» Exercise objective
Copy the entries that follow, exactly and completely.

Dataset items
== == ==

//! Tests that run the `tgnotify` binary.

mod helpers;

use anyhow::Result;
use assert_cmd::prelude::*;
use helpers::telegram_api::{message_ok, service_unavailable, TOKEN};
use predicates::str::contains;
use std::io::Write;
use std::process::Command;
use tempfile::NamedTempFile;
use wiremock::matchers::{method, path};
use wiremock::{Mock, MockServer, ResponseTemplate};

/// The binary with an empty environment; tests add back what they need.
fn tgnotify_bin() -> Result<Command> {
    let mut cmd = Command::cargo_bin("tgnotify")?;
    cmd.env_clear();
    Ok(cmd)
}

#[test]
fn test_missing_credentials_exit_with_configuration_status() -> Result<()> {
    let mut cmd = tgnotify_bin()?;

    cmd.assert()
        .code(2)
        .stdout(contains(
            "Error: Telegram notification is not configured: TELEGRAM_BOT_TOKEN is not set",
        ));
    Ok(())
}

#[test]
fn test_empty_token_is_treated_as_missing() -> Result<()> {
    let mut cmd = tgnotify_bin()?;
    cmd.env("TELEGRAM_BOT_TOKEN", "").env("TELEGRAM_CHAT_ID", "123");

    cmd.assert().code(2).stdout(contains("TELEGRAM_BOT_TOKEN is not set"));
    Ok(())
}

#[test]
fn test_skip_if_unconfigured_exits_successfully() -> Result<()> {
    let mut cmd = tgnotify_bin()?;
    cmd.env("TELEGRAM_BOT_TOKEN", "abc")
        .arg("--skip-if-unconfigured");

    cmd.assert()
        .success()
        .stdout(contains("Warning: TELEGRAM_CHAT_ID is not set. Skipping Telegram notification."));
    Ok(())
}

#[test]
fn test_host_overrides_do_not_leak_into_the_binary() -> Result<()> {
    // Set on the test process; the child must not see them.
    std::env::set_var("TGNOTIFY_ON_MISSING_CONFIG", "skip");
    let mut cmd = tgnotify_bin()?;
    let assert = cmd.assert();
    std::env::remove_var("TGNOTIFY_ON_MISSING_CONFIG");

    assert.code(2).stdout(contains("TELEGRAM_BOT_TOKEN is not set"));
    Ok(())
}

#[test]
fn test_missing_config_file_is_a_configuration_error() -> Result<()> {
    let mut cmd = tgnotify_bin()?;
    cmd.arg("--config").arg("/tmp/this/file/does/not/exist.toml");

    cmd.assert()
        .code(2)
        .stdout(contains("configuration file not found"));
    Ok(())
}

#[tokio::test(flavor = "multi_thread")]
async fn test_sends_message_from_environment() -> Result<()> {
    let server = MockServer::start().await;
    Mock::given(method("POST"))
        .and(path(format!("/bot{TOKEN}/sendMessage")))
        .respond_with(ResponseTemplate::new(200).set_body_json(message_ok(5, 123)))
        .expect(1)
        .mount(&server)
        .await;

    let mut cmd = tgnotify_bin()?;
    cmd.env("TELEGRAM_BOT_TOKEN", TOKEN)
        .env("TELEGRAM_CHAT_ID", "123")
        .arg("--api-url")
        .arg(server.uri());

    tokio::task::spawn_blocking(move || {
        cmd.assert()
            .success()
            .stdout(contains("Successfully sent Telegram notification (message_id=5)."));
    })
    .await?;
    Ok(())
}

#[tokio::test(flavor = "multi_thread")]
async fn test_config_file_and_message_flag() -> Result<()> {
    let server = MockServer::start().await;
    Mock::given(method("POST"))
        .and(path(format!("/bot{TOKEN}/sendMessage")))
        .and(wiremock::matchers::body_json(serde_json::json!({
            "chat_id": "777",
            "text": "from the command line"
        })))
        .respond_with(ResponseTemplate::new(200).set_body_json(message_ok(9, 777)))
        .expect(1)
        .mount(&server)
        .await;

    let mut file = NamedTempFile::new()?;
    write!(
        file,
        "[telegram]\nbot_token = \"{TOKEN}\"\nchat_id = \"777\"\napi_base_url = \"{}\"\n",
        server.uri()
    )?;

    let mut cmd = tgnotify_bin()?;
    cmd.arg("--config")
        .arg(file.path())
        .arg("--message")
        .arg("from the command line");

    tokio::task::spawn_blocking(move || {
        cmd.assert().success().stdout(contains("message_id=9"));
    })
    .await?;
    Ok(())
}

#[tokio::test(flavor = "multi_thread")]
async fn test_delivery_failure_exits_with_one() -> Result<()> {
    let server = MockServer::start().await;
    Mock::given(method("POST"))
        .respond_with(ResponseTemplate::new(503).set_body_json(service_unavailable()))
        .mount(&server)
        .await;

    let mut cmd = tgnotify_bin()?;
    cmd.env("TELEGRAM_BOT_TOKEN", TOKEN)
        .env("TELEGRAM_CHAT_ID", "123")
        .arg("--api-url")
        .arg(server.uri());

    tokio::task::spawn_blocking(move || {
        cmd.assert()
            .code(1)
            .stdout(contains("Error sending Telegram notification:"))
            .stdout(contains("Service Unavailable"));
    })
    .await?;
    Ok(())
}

== == ==

» Your response
//! Tests that run the `tgnotify` binary.

mod helpers;

use anyhow::Result;
use assert_cmd::prelude::*;
use helpers::telegram_api::{message_ok, service_unavailable, TOKEN};
use predicates::str::contains;
use std::io::Write;
use std::process::Command;
use tempfile::NamedTempFile;
use wiremock::matchers::{method, path};
use wiremock::{Mock, MockServer, ResponseTemplate};

/// The binary with an empty environment; tests add back what they need.
fn tgnotify_bin() -> Result<Command> {
    let mut cmd = Command::cargo_bin("tgnotify")?;
    cmd.env_clear();
    Ok(cmd)
}

#[test]
fn test_missing_credentials_exit_with_configuration_status() -> Result<()> {
    let mut cmd = tgnotify_bin()?;

    cmd.assert()
        .code(2)
        .stdout(contains(
            "Error: Telegram notification is not configured: TELEGRAM_BOT_TOKEN is not set",
        ));
    Ok(())
}

#[test]
fn test_empty_token_is_treated_as_missing() -> Result<()> {
    let mut cmd = tgnotify_bin()?;
    cmd.env("TELEGRAM_BOT_TOKEN", "").env("TELEGRAM_CHAT_ID", "123");

    cmd.assert().code(2).stdout(contains("TELEGRAM_BOT_TOKEN is not set"));
    Ok(())
}

#[test]
fn test_skip_if_unconfigured_exits_successfully() -> Result<()> {
    let mut cmd = tgnotify_bin()?;
    cmd.env("TELEGRAM_BOT_TOKEN", "abc")
        .arg("--skip-if-unconfigured");

    cmd.assert()
        .success()
        .stdout(contains("Warning: TELEGRAM_CHAT_ID is not set. Skipping Telegram notification."));
    Ok(())
}

#[test]
fn test_host_overrides_do_not_leak_into_the_binary() -> Result<()> {
    // Set on the test process; the child must not see them.
    std::env::set_var("TGNOTIFY_ON_MISSING_CONFIG", "skip");
    let mut cmd = tgnotify_bin()?;
    let assert = cmd.assert();
    std::env::remove_var("TGNOTIFY_ON_MISSING_CONFIG");

    assert.code(2).stdout(contains("TELEGRAM_BOT_TOKEN is not set"));
    Ok(())
}

#[test]
fn test_missing_config_file_is_a_configuration_error() -> Result<()> {
    let mut cmd = tgnotify_bin()?;
    cmd.arg("--config").arg("/tmp/this/file/does/not/exist.toml");

    cmd.assert()
        .code(2)
        .stdout(contains("configuration file not found"));
    Ok(())
}

#[tokio::test(flavor = "multi_thread")]
async fn test_sends_message_from_environment() -> Result<()> {
    let server = MockServer::start().await;
    Mock::given(method("POST"))
        .and(path(format!("/bot{TOKEN}/sendMessage")))
        .respond_with(ResponseTemplate::new(200).set_body_json(message_ok(5, 123)))
        .expect(1)
        .mount(&server)
        .await;

    let mut cmd = tgnotify_bin()?;
    cmd.env("TELEGRAM_BOT_TOKEN", TOKEN)
        .env("TELEGRAM_CHAT_ID", "123")
        .arg("--api-url")
        .arg(server.uri());

    tokio::task::spawn_blocking(move || {
        cmd.assert()
            .success()
            .stdout(contains("Successfully sent Telegram notification (message_id=5)."));
    })
    .await?;
    Ok(())
}

#[tokio::test(flavor = "multi_thread")]
async fn test_config_file_and_message_flag() -> Result<()> {
    let server = MockServer::start().await;
    Mock::given(method("POST"))
        .and(path(format!("/bot{TOKEN}/sendMessage")))
        .and(wiremock::matchers::body_json(serde_json::json!({
            "chat_id": "777",
            "text": "from the command line"
        })))
        .respond_with(ResponseTemplate::new(200).set_body_json(message_ok(9, 777)))
        .expect(1)
        .mount(&server)
        .await;

    let mut file = NamedTempFile::new()?;
    write!(
        file,
        "[telegram]\nbot_token = \"{TOKEN}\"\nchat_id = \"777\"\napi_base_url = \"{}\"\n",
        server.uri()
    )?;

    let mut cmd = tgnotify_bin()?;
    cmd.arg("--config")
        .arg(file.path())
        .arg("--message")
        .arg("from the command line");

    tokio::task::spawn_blocking(move || {
        cmd.assert().success().stdout(contains("message_id=9"));
    })
    .await?;
    Ok(())
}

#[tokio::test(flavor = "multi_thread")]
async fn test_delivery_failure_exits_with_one() -> Result<()> {
    let server = MockServer::start().await;
    Mock::given(method("POST"))
        .respond_with(ResponseTemplate::new(503).set_body_json(service_unavailable()))
        .mount(&server)
        .await;

    let mut cmd = tgnotify_bin()?;
    cmd.env("TELEGRAM_BOT_TOKEN", TOKEN)
        .env("TELEGRAM_CHAT_ID", "123")
        .arg("--api-url")
        .arg(server.uri());

    tokio::task::spawn_blocking(move || {
        cmd.assert()
            .code(1)
            .stdout(contains("Error sending Telegram notification:"))
            .stdout(contains("Service Unavailable"));
    })
    .await?;
    Ok(())
}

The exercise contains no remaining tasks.